Just found your article here on your octopus furnace. I have lived here in Mendota Illinois and own a 1908 victorian home. It still has the Wise brand model 224x octopus furnace made in Akron Ohio. Mine is not gravity but has a blower from the cold air return.The whole thing is cemented to the floor. It has been converted to oil then gas in 70’s with Timken brand conversion burner. I have only had to replace the blower motor twice and the fan limiter switch on the top of the furnace. The heating company in town where I live still services these. I was told when I moved here,there were 12 of these still in use.I have found a few of these at the local scrap yard here in town. I only know of one other one like mine with optional humidifier and a Miller brand conversion. The house was built in 1921 and heats just fine. As soon as I finish repainting mine I’ll post a picture.
Interesting. As a home buyer, I wouldn’t be interested, though. I look forward to the future, not back into the past. I would be more interested in getting a home that is truly off-grid, with a windmill, solar panels, and geothermal power sources, which don’t harm the environment, and isolate me from any fluctuations in fuel or power prices. Putting these into museums would be a worthwhile venture. As a kid, I loved the Henry Ford Museum exhibits that showed life in American homes through various decades. Having it in a place open to the public is a benefit to all.
I encountered a Sunbeam D-524 like this from the 40’s in a meeting house owned by our church. It is converted to natural gas and had a low speed blower/filter box added (1950’s??) to help efficiency. The blower motor fried last year and no HVAC company would touch it due to age, so I revived the blower myself for less than $80. Until then it worked fine in its original gravity configuration (filters removed for free flow). Aside from a severely corroded vapor pan it is in good working order after all these years. It has a high limit and a modern integral pilot safety valve/thermocouple and 24v control which is a step above many of the gas conversions done on these. The old beast evenly heats 1700 square feet quietly and reliably.
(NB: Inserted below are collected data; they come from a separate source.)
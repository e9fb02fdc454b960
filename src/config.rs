use crate::cli::Cli;
use crate::database::{JsonFileStore, KeyValueStore, SqliteStore};
use crate::types::Coords;
use anyhow::{Context, Result};
use clap::ValueEnum;
use std::path::PathBuf;

pub const SQLITE_FILE: &str = "mapty.sqlite";

#[derive(Debug, Clone, Copy, PartialEq, Eq, ValueEnum)]
pub enum Backend {
    /// `<data-dir>/workouts.json`
    Json,
    /// `<data-dir>/mapty.sqlite`
    Sqlite,
}

/// Settings resolved from flags, environment and platform defaults.
#[derive(Debug, Clone)]
pub struct AppConfig {
    pub data_dir: PathBuf,
    pub backend: Backend,
    /// Answer to the geolocation lookup; `None` means no location.
    pub home: Option<Coords>,
    pub zoom: u8,
}

impl AppConfig {
    pub fn from_cli(cli: &Cli) -> Result<Self> {
        let data_dir = match &cli.data_dir {
            Some(dir) => dir.clone(),
            None => dirs::data_dir()
                .map(|d| d.join("mapty"))
                .context("no platform data directory; pass --data-dir or set MAPTY_DATA_DIR")?,
        };

        Ok(Self {
            data_dir,
            backend: cli.backend,
            home: cli.home,
            zoom: cli.zoom,
        })
    }

    pub fn open_store(&self) -> Result<Box<dyn KeyValueStore>> {
        Ok(match self.backend {
            Backend::Json => Box::new(JsonFileStore::open(&self.data_dir)?),
            Backend::Sqlite => Box::new(SqliteStore::open(&self.data_dir.join(SQLITE_FILE))?),
        })
    }
}
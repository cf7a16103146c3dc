//! Data models and structures
//!
//! Defines the in-flight values of an upload (request, transform outcome,
//! stored object) and the environment-driven configuration.

use serde::{Deserialize, Serialize};
use std::str::FromStr;
use std::time::Duration;

/// One uploaded file as handed over by the HTTP layer.
#[derive(Debug, Clone)]
pub struct UploadRequest {
    pub data: Vec<u8>,
    pub content_type: String,
    /// Only consulted for the extension when the transform falls back.
    pub filename: String,
}

impl UploadRequest {
    pub fn new(data: Vec<u8>, content_type: impl Into<String>, filename: impl Into<String>) -> Self {
        Self {
            data,
            content_type: content_type.into(),
            filename: filename.into(),
        }
    }
}

/// Normalized output of the image transformer.
#[derive(Debug, Clone)]
pub struct TransformedImage {
    pub data: Vec<u8>,
    pub extension: &'static str,
    pub width: u32,
    pub height: u32,
}

/// Bytes chosen for storage. Exactly one variant is produced per upload.
#[derive(Debug, Clone, PartialEq)]
pub enum TransformResult {
    Transformed { data: Vec<u8>, extension: String },
    Fallback { data: Vec<u8>, extension: String },
}

impl TransformResult {
    pub fn data(&self) -> &[u8] {
        match self {
            TransformResult::Transformed { data, .. } | TransformResult::Fallback { data, .. } => {
                data
            }
        }
    }

    pub fn extension(&self) -> &str {
        match self {
            TransformResult::Transformed { extension, .. }
            | TransformResult::Fallback { extension, .. } => extension,
        }
    }

    pub fn is_fallback(&self) -> bool {
        matches!(self, TransformResult::Fallback { .. })
    }
}

/// A successfully ingested upload.
#[derive(Debug, Clone, Serialize, Deserialize, PartialEq)]
pub struct StoredObject {
    pub url: String,
    pub storage_key: String,
}

/// JSON body returned by the upload endpoint on success.
#[derive(Debug, Clone, Serialize, Deserialize)]
pub struct UploadResponse {
    pub success: bool,
    pub url: String,
    pub filename: String,
}

/// JSON body returned by the upload endpoint on failure.
#[derive(Debug, Clone, Serialize, Deserialize)]
pub struct UploadErrorResponse {
    pub success: bool,
    pub kind: String,
    pub message: String,
}

#[derive(Debug, Clone, Copy, PartialEq, Eq, Serialize, Deserialize)]
#[serde(rename_all = "lowercase")]
pub enum TargetFormat {
    WebP,
    Jpeg,
}

impl TargetFormat {
    pub fn extension(&self) -> &'static str {
        match self {
            TargetFormat::WebP => "webp",
            TargetFormat::Jpeg => "jpg",
        }
    }
}

impl FromStr for TargetFormat {
    type Err = crate::Error;

    fn from_str(s: &str) -> crate::Result<Self> {
        match s.trim().to_ascii_lowercase().as_str() {
            "webp" => Ok(TargetFormat::WebP),
            "jpeg" | "jpg" => Ok(TargetFormat::Jpeg),
            other => Err(crate::Error::Config(format!(
                "Unknown MEDIA_TARGET_FORMAT '{}'. Expected webp or jpeg",
                other
            ))),
        }
    }
}

/// How uploaded images are normalized before storage.
#[derive(Debug, Clone, Copy, PartialEq)]
pub struct MediaPolicy {
    /// Upper bound on the longer side after resizing.
    pub max_dimension: u32,
    /// Compression quality, 0-100.
    pub quality: u8,
    pub target_format: TargetFormat,
}

impl Default for MediaPolicy {
    fn default() -> Self {
        Self {
            max_dimension: 1200,
            quality: 80,
            target_format: TargetFormat::WebP,
        }
    }
}

/// Connection settings for the FTP image host.
#[derive(Clone)]
pub struct FtpConfig {
    pub host: String,
    pub port: u16,
    pub username: String,
    pub password: String,
    pub upload_dir: String,
    pub connect_timeout: Duration,
    pub io_timeout: Duration,
}

// Hand-written so the password never lands in logs.
impl std::fmt::Debug for FtpConfig {
    fn fmt(&self, f: &mut std::fmt::Formatter<'_>) -> std::fmt::Result {
        f.debug_struct("FtpConfig")
            .field("host", &self.host)
            .field("port", &self.port)
            .field("username", &self.username)
            .field("password", &"<redacted>")
            .field("upload_dir", &self.upload_dir)
            .field("connect_timeout", &self.connect_timeout)
            .field("io_timeout", &self.io_timeout)
            .finish()
    }
}

// Configuration
#[derive(Debug, Clone)]
pub struct Config {
    pub ftp: FtpConfig,
    pub public_base_url: String,
    pub media: MediaPolicy,
    /// Deadline for one upload to be accepted by the remote store.
    pub upload_timeout: Duration,
    pub max_upload_bytes: usize,
    pub dry_run: bool,
}

impl Config {
    pub fn from_env() -> crate::Result<Self> {
        load_dotenv(dotenvy::dotenv())?;
        Self::from_lookup(|key| std::env::var(key).ok())
    }

    /// Build a config from an arbitrary key lookup. `from_env` is this over
    /// the process environment.
    pub fn from_lookup<F>(lookup: F) -> crate::Result<Self>
    where
        F: Fn(&str) -> Option<String>,
    {
        let required = |key: &str| {
            lookup(key)
                .filter(|v| !v.trim().is_empty())
                .ok_or_else(|| crate::Error::Config(format!("{} not set", key)))
        };

        let quality: u8 = parse_or(&lookup, "MEDIA_QUALITY", 80)?;
        if quality > 100 {
            return Err(crate::Error::Config(format!(
                "MEDIA_QUALITY must be between 0 and 100, got {}",
                quality
            )));
        }

        let max_dimension: u32 = parse_or(&lookup, "MEDIA_MAX_DIMENSION", 1200)?;
        if max_dimension == 0 {
            return Err(crate::Error::Config(
                "MEDIA_MAX_DIMENSION must be greater than 0".to_string(),
            ));
        }

        let target_format = match lookup("MEDIA_TARGET_FORMAT") {
            Some(value) => value.parse()?,
            None => TargetFormat::WebP,
        };

        let dry_run = lookup("DRY_RUN")
            .map(|v| matches!(v.trim().to_ascii_lowercase().as_str(), "1" | "true" | "yes"))
            .unwrap_or(false);

        // Credentials only matter when we actually talk to the FTP host.
        let credential = |key: &str| {
            if dry_run {
                Ok(lookup(key).unwrap_or_default())
            } else {
                required(key)
            }
        };

        Ok(Self {
            ftp: FtpConfig {
                host: credential("FTP_HOST")?,
                port: parse_or(&lookup, "FTP_PORT", 21)?,
                username: credential("FTP_USERNAME")?,
                password: credential("FTP_PASSWORD")?,
                upload_dir: lookup("FTP_UPLOAD_DIR").unwrap_or_else(|| "/".to_string()),
                connect_timeout: Duration::from_secs(parse_or(
                    &lookup,
                    "FTP_CONNECT_TIMEOUT_SECS",
                    10,
                )?),
                io_timeout: Duration::from_secs(parse_or(&lookup, "FTP_IO_TIMEOUT_SECS", 30)?),
            },
            public_base_url: required("PUBLIC_BASE_URL")?,
            media: MediaPolicy {
                max_dimension,
                quality,
                target_format,
            },
            upload_timeout: Duration::from_secs(parse_or(&lookup, "UPLOAD_TIMEOUT_SECS", 60)?),
            max_upload_bytes: parse_or(&lookup, "UPLOAD_MAX_BYTES", 20 * 1024 * 1024)?,
            dry_run,
        })
    }
}

/// A missing `.env` is fine; one that exists but cannot be read or parsed is not.
fn load_dotenv(loaded: Result<std::path::PathBuf, dotenvy::Error>) -> crate::Result<()> {
    match loaded {
        Ok(path) => {
            tracing::debug!("Loaded environment from {}", path.display());
            Ok(())
        }
        Err(e) if e.not_found() => Ok(()),
        Err(e) => Err(e.into()),
    }
}

fn parse_or<F, T>(lookup: &F, key: &str, default: T) -> crate::Result<T>
where
    F: Fn(&str) -> Option<String>,
    T: FromStr,
    T::Err: std::fmt::Display,
{
    match lookup(key) {
        Some(raw) => raw
            .trim()
            .parse()
            .map_err(|e| crate::Error::Config(format!("Invalid {} '{}': {}", key, raw, e))),
        None => Ok(default),
    }
}

#[cfg(test)]
mod tests {
    use super::*;
    use std::collections::HashMap;

    fn lookup_from(pairs: &[(&str, &str)]) -> impl Fn(&str) -> Option<String> {
        let map: HashMap<String, String> = pairs
            .iter()
            .map(|(k, v)| (k.to_string(), v.to_string()))
            .collect();
        move |key| map.get(key).cloned()
    }

    fn minimal() -> Vec<(&'static str, &'static str)> {
        vec![
            ("FTP_HOST", "ftp.example.com"),
            ("FTP_USERNAME", "uploader"),
            ("FTP_PASSWORD", "hunter2"),
            ("PUBLIC_BASE_URL", "https://img.example.com/"),
        ]
    }

    #[test]
    fn test_config_defaults() {
        let config = Config::from_lookup(lookup_from(&minimal())).unwrap();

        assert_eq!(config.ftp.port, 21);
        assert_eq!(config.ftp.upload_dir, "/");
        assert_eq!(config.media, MediaPolicy::default());
        assert_eq!(config.upload_timeout, Duration::from_secs(60));
        assert!(!config.dry_run);
    }

    #[test]
    fn test_config_missing_credentials() {
        let err = Config::from_lookup(lookup_from(&[("PUBLIC_BASE_URL", "https://x/")]))
            .unwrap_err();
        assert!(err.to_string().contains("FTP_HOST not set"));
    }

    #[test]
    fn test_config_dry_run_skips_credentials() {
        let config = Config::from_lookup(lookup_from(&[
            ("PUBLIC_BASE_URL", "https://x/"),
            ("DRY_RUN", "true"),
        ]))
        .unwrap();
        assert!(config.dry_run);
        assert!(config.ftp.host.is_empty());
    }

    #[test]
    fn test_config_rejects_bad_quality() {
        let mut pairs = minimal();
        pairs.push(("MEDIA_QUALITY", "150"));
        assert!(Config::from_lookup(lookup_from(&pairs)).is_err());
    }

    #[test]
    fn test_config_overrides() {
        let mut pairs = minimal();
        pairs.extend([
            ("FTP_PORT", "2121"),
            ("FTP_UPLOAD_DIR", "/public_html/uploads"),
            ("MEDIA_MAX_DIMENSION", "800"),
            ("MEDIA_TARGET_FORMAT", "jpeg"),
        ]);
        let config = Config::from_lookup(lookup_from(&pairs)).unwrap();

        assert_eq!(config.ftp.port, 2121);
        assert_eq!(config.ftp.upload_dir, "/public_html/uploads");
        assert_eq!(config.media.max_dimension, 800);
        assert_eq!(config.media.target_format, TargetFormat::Jpeg);
    }

    #[test]
    fn test_ftp_config_debug_redacts_password() {
        let config = Config::from_lookup(lookup_from(&minimal())).unwrap();
        let debug = format!("{:?}", config);
        assert!(!debug.contains("hunter2"));
        assert!(debug.contains("<redacted>"));
    }

    #[test]
    fn test_missing_dotenv_is_ignored() {
        let path = std::env::temp_dir().join(format!("absent-{}.env", uuid::Uuid::new_v4()));
        assert!(load_dotenv(dotenvy::from_filename(&path)).is_ok());
    }

    #[test]
    fn test_malformed_dotenv_is_reported() {
        let path = std::env::temp_dir().join(format!("broken-{}.env", uuid::Uuid::new_v4()));
        std::fs::write(&path, "FTP_HOST='unterminated\n").unwrap();

        let result = load_dotenv(dotenvy::from_filename(&path));
        std::fs::remove_file(&path).ok();

        let err = result.unwrap_err();
        assert!(matches!(err, crate::Error::EnvVar(_)));
        assert_eq!(err.kind(), "config");
    }

    #[test]
    fn test_upload_response_shape() {
        let response = UploadResponse {
            success: true,
            url: "https://img.example.com/img_1.webp".to_string(),
            filename: "img_1.webp".to_string(),
        };

        let json = serde_json::to_value(&response).unwrap();
        assert_eq!(
            json,
            serde_json::json!({
                "success": true,
                "url": "https://img.example.com/img_1.webp",
                "filename": "img_1.webp",
            })
        );
    }

    #[test]
    fn test_transform_result_accessors() {
        let result = TransformResult::Fallback {
            data: vec![1, 2, 3],
            extension: "png".to_string(),
        };
        assert!(result.is_fallback());
        assert_eq!(result.data(), &[1, 2, 3]);
        assert_eq!(result.extension(), "png");
    }
}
Great article, I’m glad there are people still out there the value the history of their houses. My house was built sometime in between 1938 and 1940 and originally had an octopus in the basement. Unfortunately the second owner replaced the furnace with a modern (at the time) furnace which was then replaced with a heat pump in 2009. In my quest for restoring the house I was able to fully recreate the coal room and find a brand new wood/coal/oil fired furnace to help bring some character back to the basement. There’s nothing like firing up the furnace with a load of logs and getting nice hot air for free!
I have a vintage Montage furnace that I saved from a demolition. Ladt use was wood burning. My thought was to refurbish and use on our outside porch. Most likely won’t happen. Any ideas.
I have an old gravity furnace. It was probably installed in the 50’s. It turns on ok but then there is a click from the furnace and it shuts off after 5 minutes. My understanding is that the high limit is probably getting reached and shutting the heater off. I understand I need to make sure the vents are open which they are. There is no air filter so that can’t be it. Then their could be a gas valve problem. Right? I guess the fan could be dirty and not blowing air. Right? Is there something else that could be going on that I could fix? Thank you.
One more question. I tried to see the manual and it would not open. It just kept spinning. Any suggestions? Thank you.